State how many lines in the listing below contain the word "struct", with no other words.

BEGIN

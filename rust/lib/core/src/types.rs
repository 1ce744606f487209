use serde::{Deserialize, Serialize};

/// Largest page size a caller may request.
pub const MAX_LIMIT: usize = 500;

/// Parameters for list/query operations.
///
/// Either `page` (1-based) or `cursor` selects the window; a cursor wins
/// when both are present.
#[derive(Debug, Clone, Deserialize)]
pub struct ListParams {
    /// Maximum number of results to return.
    #[serde(default = "default_limit")]
    pub limit: usize,

    /// 1-based page number.
    #[serde(default)]
    pub page: Option<usize>,

    /// Opaque cursor returned as `nextCursor` by the previous page.
    #[serde(default)]
    pub cursor: Option<String>,
}

fn default_limit() -> usize {
    50
}

impl Default for ListParams {
    fn default() -> Self {
        Self {
            limit: default_limit(),
            page: None,
            cursor: None,
        }
    }
}

impl ListParams {
    /// Requested limit clamped to `1..=MAX_LIMIT`.
    pub fn effective_limit(&self) -> usize {
        self.limit.clamp(1, MAX_LIMIT)
    }

    /// Row offset implied by `page`.
    pub fn offset(&self) -> usize {
        self.page.unwrap_or(1).saturating_sub(1) * self.effective_limit()
    }
}

/// Result wrapper for list operations.
#[derive(Debug, Clone, Serialize)]
#[serde(rename_all = "camelCase")]
pub struct ListResult<T: Serialize> {
    pub items: Vec<T>,
    pub total: usize,
    #[serde(skip_serializing_if = "Option::is_none")]
    pub next_cursor: Option<String>,
}

/// Generate a new random ID (UUIDv4, no dashes).
pub fn new_id() -> String {
    uuid::Uuid::new_v4().to_string().replace('-', "")
}

/// Get the current time as an RFC 3339 string.
pub fn now_rfc3339() -> String {
    chrono::Utc::now().to_rfc3339()
}

/// Merge a JSON patch into a base value.
///
/// For each key in `patch`:
/// - If the value is `null`, the key is removed from `base`.
/// - Otherwise, the key is set to the patch value.
///
/// This follows RFC 7386 (JSON Merge Patch) semantics.
pub fn merge_patch(
    base: &mut serde_json::Value,
    patch: &serde_json::Value,
) {
    if let (Some(base_obj), Some(patch_obj)) = (base.as_object_mut(), patch.as_object()) {
        for (key, value) in patch_obj {
            if value.is_null() {
                base_obj.remove(key);
            } else if value.is_object() {
                // Recursively merge nested objects.
                let entry = base_obj
                    .entry(key.clone())
                    .or_insert_with(|| serde_json::Value::Object(serde_json::Map::new()));
                merge_patch(entry, value);
            } else {
                base_obj.insert(key.clone(), value.clone());
            }
        }
    } else {
        *base = patch.clone();
    }
}

#[cfg(test)]
mod tests {
    use super::*;

    #[test]
    fn test_new_id() {
        let id = new_id();
        assert_eq!(id.len(), 32);
        assert!(!id.contains('-'));
    }

    #[test]
    fn test_now_rfc3339() {
        let ts = now_rfc3339();
        assert!(ts.contains('T'));
    }

    #[test]
    fn test_list_params_window() {
        let p = ListParams { limit: 20, page: Some(3), cursor: None };
        assert_eq!(p.offset(), 40);
        let p = ListParams { limit: 0, ..Default::default() };
        assert_eq!(p.effective_limit(), 1);
        let p = ListParams { limit: 10_000, ..Default::default() };
        assert_eq!(p.effective_limit(), MAX_LIMIT);
        assert_eq!(ListParams::default().offset(), 0);
    }

    #[test]
    fn test_merge_patch() {
        let mut base = serde_json::json!({"a": 1, "b": 2, "c": {"d": 3}});
        let patch = serde_json::json!({"b": null, "c": {"e": 4}, "f": 5});
        merge_patch(&mut base, &patch);
        assert_eq!(
            base,
            serde_json::json!({"a": 1, "c": {"d": 3, "e": 4}, "f": 5})
        );
    }
}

END

**Exercise response**. 2